I thought McCain won by a few points over Obama. I found the debate very frustrating because Obama gave McCain multiple opportunities on multiple topics to bring the hammer down. The debate was full of missed opportunities for McCain. He won, but he could have won decisively.

The format: I thought the format was excellent. Two minutes for each candidate to answer the question, then an open five minute period for direct exchange between the candidates. One of the worst aspects of our politics is this insistence that everything be spoken in soundbites. To see these guys given room to talk, for relatively long stretches, was helpful to the voters I think. I certainly appreciate hearing these longer exchanges. That said, both candidates, McCain more than Obama, frequently reverted to the most relevant portion of their standard stump speech when answering the questions. It is striking how many times a direct answer to the question was not given. It started with the very first question, about their stance on the current economic rescue package. Here was Lehrer’s first question,

Gentlemen, at this very moment tonight, where do you stand on the financial recovery plan?

After both candidates responded, Lehrer tried again, which I found amusing,

LEHRER: All right, let’s go back to my question. How do you all stand on the recovery plan?

One thing that goes unappreciated is the power that Jim Lehrer has. He and only he developed these questions. With only three presidential debates, and so much riding on them, that is an enormous amount of power. Jim Lehrer used his power well, asking good questions and working in his understated way to try and get the candidates to engage each other directly.

What I found most frustrating was that McCain let Obama off the hook repeatedly. Ed Morrisey at Hot Air notes about one exchange at the very beginning of the debate,

He never challenged Obama’s assumptions that the current credit crisis came from too little regulation. I kept expecting McCain to talk about the disaster of the Community Reinvestment Act, and the mandates from Congress that Fannie Mae and Freddie Mac encourage bad lending by buying up bad paper.

Another frustrating exchange was when Obama tried to claim that he had seen this credit crisis coming.

The question, I think, that we have to ask ourselves is, how did we get into this situation in the first place?

Two years ago, I warned that, because of the subprime lending mess, because of the lax regulation, that we were potentially going to have a problem and tried to stop some of the abuses in mortgages that were taking place at the time.

Really?
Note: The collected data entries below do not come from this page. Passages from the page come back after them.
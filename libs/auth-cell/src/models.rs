use serde::{Deserialize, Serialize};

/// The logged-in identity. Only a display/gating flag; the server must not
/// treat it as a credential.
#[derive(Debug, Clone, PartialEq, Eq, Serialize, Deserialize)]
pub struct Session {
    pub username: String,
}

#[derive(Debug, Clone, Copy, PartialEq, Eq, Default, Serialize, Deserialize)]
#[serde(rename_all = "lowercase")]
pub enum AuthMode {
    #[default]
    Login,
    Register,
}

impl AuthMode {
    pub fn toggled(self) -> Self {
        match self {
            AuthMode::Login => AuthMode::Register,
            AuthMode::Register => AuthMode::Login,
        }
    }

    pub fn endpoint(self) -> &'static str {
        match self {
            AuthMode::Login => "/login",
            AuthMode::Register => "/register",
        }
    }

    pub fn title(self) -> &'static str {
        match self {
            AuthMode::Login => "Login",
            AuthMode::Register => "Register",
        }
    }

    pub fn toggle_text(self) -> &'static str {
        match self {
            AuthMode::Login => "Need an account? Register",
            AuthMode::Register => "Have an account? Login",
        }
    }

    pub fn username_placeholder(self) -> &'static str {
        match self {
            AuthMode::Login => "Username or Email",
            AuthMode::Register => "Username",
        }
    }

    /// Email and phone are collected only while registering.
    pub fn shows_register_fields(self) -> bool {
        self == AuthMode::Register
    }
}

/// Values of the auth modal's inputs at submit time.
#[derive(Debug, Clone, Default, PartialEq, Eq)]
pub struct AuthForm {
    pub username: String,
    pub password: String,
    pub email: String,
    pub phone: String,
}

impl AuthForm {
    pub fn login(username: &str, password: &str) -> Self {
        Self {
            username: username.to_string(),
            password: password.to_string(),
            ..Self::default()
        }
    }

    pub fn register(username: &str, password: &str, email: &str, phone: &str) -> Self {
        Self {
            username: username.to_string(),
            password: password.to_string(),
            email: email.to_string(),
            phone: phone.to_string(),
        }
    }
}

#[derive(Debug, Clone, PartialEq, Eq)]
pub enum AuthOutcome {
    Registered,
    LoggedIn(Session),
}
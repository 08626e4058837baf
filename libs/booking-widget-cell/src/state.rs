use serde::{Deserialize, Serialize};

use appointment_cell::models::{HistoryList, SlotContainer};
use auth_cell::models::AuthMode;

use crate::messages::LOGGED_OUT_LABEL;

#[derive(Debug, Clone, Default, PartialEq, Eq, Serialize, Deserialize)]
pub struct AuthModal {
    pub open: bool,
    pub mode: AuthMode,
    pub message: Option<String>,
}

impl AuthModal {
    pub fn title(&self) -> &'static str {
        self.mode.title()
    }

    pub fn toggle_text(&self) -> &'static str {
        self.mode.toggle_text()
    }

    pub fn username_placeholder(&self) -> &'static str {
        self.mode.username_placeholder()
    }

    pub fn shows_register_fields(&self) -> bool {
        self.mode.shows_register_fields()
    }
}

#[derive(Debug, Clone, Default, PartialEq, Eq, Serialize, Deserialize)]
pub struct HistoryModal {
    pub open: bool,
    pub list: HistoryList,
}

/// Everything the booking page shows. A reload replaces it wholesale.
#[derive(Debug, Clone, PartialEq, Eq, Serialize, Deserialize)]
pub struct WidgetState {
    pub date: String,
    pub slots: SlotContainer,
    pub patient_name: String,
    pub status_message: Option<String>,
    pub auth_button_label: String,
    pub auth_modal: AuthModal,
    pub history: HistoryModal,
    /// Bumped on every slot load; responses carrying an older value are dropped.
    pub(crate) slot_generation: u64,
}

impl WidgetState {
    pub fn new(date: impl Into<String>) -> Self {
        Self {
            date: date.into(),
            slots: SlotContainer::Loading,
            patient_name: String::new(),
            status_message: None,
            auth_button_label: LOGGED_OUT_LABEL.to_string(),
            auth_modal: AuthModal::default(),
            history: HistoryModal::default(),
            slot_generation: 0,
        }
    }

    pub fn selected_slot(&self) -> Option<i64> {
        self.slots.selected_id()
    }
}
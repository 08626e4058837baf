pub mod models;
pub mod services;
pub mod session;

pub use models::*;
pub use services::*;
pub use session::*;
He must have whispered it to someone. Given McCain’s long record of calling for increasing regulation of Wall Street dating back to 2002, he should have been able to hammer Obama on this, but he didn’t. Given the Democrats resistance to regulating Fannie and Freddie when it could have made a difference, he could have hammered Obama, but he didn’t. Given it was the Clinton administration that forced Fannie and Freddie to lower lending standards, he could have hammered Obama, but he didn’t.

During this exchange, Obama also had the most unintentionally funny line of the evening when he said this,

Last year, I wrote to the secretary of the Treasury to make sure that he understood the magnitude of this problem and to call on him to bring all the stakeholders together to try to deal with it.

No doubt, Hank Paulson found Obama’s letter incredibly educational. I’m sure he learned a whole lot that he didn’t already know about the “magnitude of this problem”.

McCain’s answers were ok on the economic crisis; I just was frustrated by how many opportunities he left on the table.

Speaking of missed opportunities, the one that had me screaming at the TV was Obama’s repeated insistence that Al Qaida is stronger than it has been at any time since 2001. While the Taliban and Al Qaida are resurgent in Afghanistan, the evidence shows they have been decimated globally,

CIA Director Michael Hayden said last week that al-Qaida is losing its war on the West… “Near strategic defeat of al-Qaida in Iraq. Near strategic defeat for al-Qaida in Saudi Arabia. Significant setbacks for al-Qaida globally — and here I’m going to use the word ‘ideologically’ — as a lot of the Islamic world pushes back on their form of Islam.”

Not once did McCain make this point or the point that Obama and the Democrats strategy of retreating in the face of Al Qaida in Iraq would have been a tragic loss for the US and major victory for AL Qaida. Instead, we followed McCain’s strategy, stood and fought, and defeated them dramatically.

McCain’s strongest part of the evening was when he schooled young Barack on the difference between negotiation with rogue regimes and presidential level negotiation. McCain was also quite strong on Russia.

Overall, a good night for both candidates with McCain coming out on top.